Monday, May 6, 2013

The Anatomy of a Confession

Most of the time, my clients are honest with me. Occasionally, however, I get the client who thinks of his attorney as a testing ground for whether he can fleece government officers. Or maybe the person has been concealing a fact for so long that he simply hasn't told it to anyone and thinks it is buried deeply enough that it never will be uncovered. Either way, there is a certain set of facts that I need to know in order to prepare a case properly, and one of them is whether my client has ever been arrested or convicted of a crime. This is where I see people concealing information on an infrequent but consistent basis.

Because people often initially lie (or "forget," as they tell me) about this question, I have learned to ask it multiple times and in different ways. I ask it initially on a questionnaire, again in an email directly to the client and then, if I'm meeting them in person to present their case at the border to apply for admission, I ask them one last time before we cross the border, and I try to pierce them with my laser eyes when I ask. More often than not, people who initially lie about this bit of information will tell me when I ask them the second time. They may wait a day or two to respond, and then they come out with it. They often call me to tell me rather than respond to the email, and their confession is couched in all kinds of explanations-- "I was young," or "It was so long ago," or "I'm not sure if I was even convicted..."

I've noticed a pattern to all of this. When people are ashamed of a fact, or think that others will judge them harshly for it or that it will negatively affect their future, they bring the truth out slowly. They admit to part of the truth initially and then bring out the rest later. Once you've got someone admitting to a corner of the truth, though, it's easy to grab onto it and drag the whole thing out. They just need a little help, a few questions. I don't particularly enjoy this process but the pattern has become so easy to spot-- it's so universal from one culture, gender, and background to the next-- that I realize the game we're playing almost immediately and jump into my role. It's better that I be the one to drag it out than a government officer. That way, we have time to prepare a legal argument, if there is one to be made.

I had one client, however, who was so recalcitrant about this process that it passed my notice and I ended up watching an officer drag the truth out of him over the course of a very long morning. I could not believe how long it took but I could see the path we were headed down. This guy was in his 70s, and was applying at the Peace Bridge in Buffalo to enter the U.S. to work for the U.S. branch of his Canadian employer. He lived in a border town and had crossed into the U.S. numerous times as a visitor over the years. He had never been stopped and questioned about his history and therefore thought that the U.S. government had no idea about his convictions. After all, they had happened when he was in his 20s. What he did not know was that the officers at primary inspection at the little booths outside do not run the full criminal background check, whereas the officers inside at secondary inspection, where we needed to present his case, do.  In fact, it's the first thing they do, before they even start to look at the person's eligibility for the employment-authorized status they seek.

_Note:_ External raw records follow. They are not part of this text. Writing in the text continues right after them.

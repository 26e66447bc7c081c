// ⚖️ Reconciliation Engine - decides which fetched credentials count as
// recognized certifications and which source label each one carries.
//
// Two rule sets:
//   Credly:    catalog filter, first matching entry wins
//   Microsoft: always retained, source resolved allow-list → deny-list →
//              name substring → default MICROSOFT

use crate::aggregate::Aggregator;
use crate::catalog::{AzureLists, Catalog, Platform, Source};
use crate::fetch::{CredentialFetcher, RawCredential};
use crate::roster::RosterUser;
use chrono::{DateTime, Utc};
use serde::Serialize;

/// Name substring that marks the Azure sub-brand when no curated list entry
/// settles the question.
pub const AZURE_NAME_MARKER: &str = "Microsoft Certified: Azure";

// ============================================================================
// MATCHED CREDENTIAL
// ============================================================================

/// A recognized credential attributed to a roster user. Created only by the
/// engine; immutable thereafter. `source` is the resolved business label,
/// `platform` the literal issuing platform - the two are never unified.
#[derive(Debug, Clone, PartialEq, Serialize)]
pub struct MatchedCredential {
    pub username: String,
    pub badge_id: String,
    pub badge_name: String,
    pub expires_at: Option<DateTime<Utc>>,
    pub source: Source,
    pub platform: Platform,
}

// ============================================================================
// RECONCILIATION ENGINE
// ============================================================================

/// Owns the decision inputs (catalog + Azure lists), built explicitly and
/// handed in - no process-wide initialization.
pub struct ReconciliationEngine {
    catalog: Catalog,
    azure: AzureLists,
}

impl ReconciliationEngine {
    pub fn new(catalog: Catalog, azure: AzureLists) -> Self {
        ReconciliationEngine { catalog, azure }
    }

    /// Credly matching rule: scan the catalog in order, first entry where
    /// (trimmed id equals OR name equals) AND platform equals wins. No match
    /// means the badge is not a recognized certification and is dropped -
    /// that is the intended filter, not an error.
    pub fn match_credly(&self, username: &str, credential: &RawCredential) -> Option<MatchedCredential> {
        let entry = self.catalog.find_match(
            &credential.badge_id,
            &credential.badge_name,
            credential.platform,
        )?;

        let mut source = entry.source.clone();
        // Azure override. The platform guard makes this branch unreachable
        // for Credly-issued badges (this rule only ever sees those); kept
        // verbatim pending upstream clarification rather than removed.
        if credential.badge_name.contains(AZURE_NAME_MARKER)
            && credential.platform == Platform::Microsoft
        {
            source = Source::Azure;
        }

        Some(MatchedCredential {
            username: username.to_string(),
            badge_id: credential.badge_id.clone(),
            badge_name: credential.badge_name.clone(),
            expires_at: credential.expires_at,
            source,
            platform: credential.platform,
        })
    }

    /// Microsoft source resolution: every fetched certification is kept,
    /// only its label is decided. First rule that fires wins:
    ///   1. Azure allow-list hit        → AZURE
    ///   2. Azure deny-list hit         → MICROSOFT
    ///   3. name contains Azure marker  → AZURE
    ///   4. otherwise                   → MICROSOFT
    pub fn resolve_microsoft(&self, username: &str, credential: &RawCredential) -> MatchedCredential {
        let source = if self
            .azure
            .allow_contains(&credential.badge_id, &credential.badge_name)
        {
            Source::Azure
        } else if self
            .azure
            .deny_contains(&credential.badge_id, &credential.badge_name)
        {
            Source::Microsoft
        } else if credential.badge_name.contains(AZURE_NAME_MARKER) {
            Source::Azure
        } else {
            Source::Microsoft
        };

        MatchedCredential {
            username: username.to_string(),
            badge_id: credential.badge_id.clone(),
            badge_name: credential.badge_name.clone(),
            expires_at: credential.expires_at,
            source,
            platform: credential.platform,
        }
    }

    /// Reconcile one roster user across both identities. A failed fetch is
    /// logged and contributes zero credentials from that identity; the run
    /// continues (local recovery, never propagated).
    pub fn reconcile_user(
        &self,
        user: &RosterUser,
        credly: &dyn CredentialFetcher,
        microsoft: &dyn CredentialFetcher,
    ) -> Vec<MatchedCredential> {
        let mut matched = Vec::new();

        if let Some(handle) = &user.credly_username {
            match credly.fetch(handle) {
                Ok(credentials) => {
                    for credential in &credentials {
                        if let Some(hit) = self.match_credly(&user.username, credential) {
                            matched.push(hit);
                        }
                    }
                }
                Err(err) => log::warn!(
                    "{} fetch failed for user {} ({}): {:#}",
                    credly.platform(),
                    user.username,
                    handle,
                    err
                ),
            }
        }

        if let Some(transcript_id) = &user.ms_transcript_id {
            match microsoft.fetch(transcript_id) {
                Ok(credentials) => {
                    for credential in &credentials {
                        matched.push(self.resolve_microsoft(&user.username, credential));
                    }
                }
                Err(err) => log::warn!(
                    "{} fetch failed for user {} ({}): {:#}",
                    microsoft.platform(),
                    user.username,
                    transcript_id,
                    err
                ),
            }
        }

        matched
    }

    /// Reconcile the whole roster sequentially, feeding the aggregator.
    /// Every listed user is registered up front so zero-credential users
    /// still appear in the per-user counts.
    pub fn reconcile(
        &self,
        users: &[RosterUser],
        credly: &dyn CredentialFetcher,
        microsoft: &dyn CredentialFetcher,
        aggregator: &mut Aggregator,
    ) {
        for user in users {
            log::info!("Processing user: {}", user.username);
            aggregator.register_user(&user.username);
            for credential in self.reconcile_user(user, credly, microsoft) {
                aggregator.record(credential);
            }
        }
    }
}

// ============================================================================
// TESTS
// ============================================================================
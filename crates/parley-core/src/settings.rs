use std::path::PathBuf;
use std::sync::Mutex;

use serde::{Deserialize, Serialize};

#[derive(Serialize, Deserialize, Clone, Debug, PartialEq)]
pub struct Settings {
    #[serde(default = "default_true")]
    pub mic_enabled_on_call: bool,
    #[serde(default)]
    pub camera_enabled_on_call: bool,
    /// Persist the counterpart id so the last conversation reopens on start.
    #[serde(default = "default_true")]
    pub remember_counterpart: bool,
}

fn default_true() -> bool {
    true
}

impl Default for Settings {
    fn default() -> Self {
        Self {
            mic_enabled_on_call: true,
            camera_enabled_on_call: false,
            remember_counterpart: true,
        }
    }
}

pub struct SettingsStore {
    settings: Mutex<Settings>,
    file_path: PathBuf,
}

impl SettingsStore {
    pub fn new(data_dir: &str) -> Self {
        let file_path = PathBuf::from(data_dir).join("settings.json");
        let settings = Self::load(&file_path);
        Self {
            settings: Mutex::new(settings),
            file_path,
        }
    }

    pub fn get(&self) -> Settings {
        self.lock().clone()
    }

    pub fn set_mic_enabled_on_call(&self, enabled: bool) {
        self.lock().mic_enabled_on_call = enabled;
        self.save();
    }

    pub fn set_camera_enabled_on_call(&self, enabled: bool) {
        self.lock().camera_enabled_on_call = enabled;
        self.save();
    }

    pub fn set_remember_counterpart(&self, remember: bool) {
        self.lock().remember_counterpart = remember;
        self.save();
    }

    fn lock(&self) -> std::sync::MutexGuard<'_, Settings> {
        self.settings.lock().unwrap_or_else(|e| e.into_inner())
    }

    fn save(&self) {
        let settings = self.get();
        if let Some(parent) = self.file_path.parent() {
            let _ = std::fs::create_dir_all(parent);
        }
        if let Ok(json) = serde_json::to_string_pretty(&settings) {
            if let Err(e) = std::fs::write(&self.file_path, json) {
                tracing::warn!("failed to save settings: {e}");
            }
        }
    }

    fn load(path: &PathBuf) -> Settings {
        match std::fs::read_to_string(path) {
            Ok(contents) => serde_json::from_str(&contents).unwrap_or_else(|e| {
                tracing::warn!(
                    "settings file {} is unreadable, using defaults: {e}",
                    path.display()
                );
                Settings::default()
            }),
            Err(_) => Settings::default(),
        }
    }
}
//! Parley core: peer-to-peer chat and call session logic.
//!
//! Pure Rust crate with no platform dependencies. The broker transport,
//! media capture, video previews and key-value storage are ports
//! implemented by the native shell. Consumed via UniFFI bindings.

pub mod call;
pub mod chat;
pub mod directive;
pub mod errors;
pub mod events;
pub mod identity;
pub mod media;
pub mod recovery;
pub mod session;
pub mod settings;
pub mod storage;
pub mod transport;

#[cfg(test)]
pub(crate) mod test_support;

pub use call::{CallState, Capability};
pub use chat::{ChatMessage, Sender};
pub use errors::{CaptureError, ParleyError, TransportError};
pub use events::{ParleyEvent, ParleyEventListener, SessionState};
pub use recovery::DisconnectReason;
pub use session::{Collaborators, SessionManager};
pub use settings::{Settings, SettingsStore};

When the officer called my client up, he started asking him to verify his name, which happened to be a very unusual name, and then launched into questions about the convictions he saw in the system. My client first tried to convince the officer it was another person with the same name (very unlikely). Then he stated he had never even been to the Canadian province where the conviction occurred, but later recalled having taken a road trip there with his friend, who he then started to claim must have been arrested and gave the officers his name. This went on and on, for 2 or 3 hours, until my client finally admitted that he had been convicted of Breaking & Entering because he had siphoned gas out of a police car.

All throughout the process, I continued to counsel him to tell the truth if he remembered anything- fortunately my client was not charged with fraud for misrepresenting a material fact. He could have been. What's worse, the conviction likely would not have been an issue if he had told me about it up front and we had gone through the process of collecting and analyzing the records. But I couldn't do anything about it at that point.

I think that the way that people confess to their lies in stages tells us something about the way that people start to embed lies in their brains in the first place; the confession is a reversal of that process. Belief in one's own lies is a slow process of integrating a falsified piece of information into the fabric of the truth. I think my client who took a particularly long time to confess did so because he had held onto the lie for a particularly long period of time, had come to believe it himself.  It was only when forced to confront the record that he began to extricate the falsified information from the place in his memory where it had come to rest.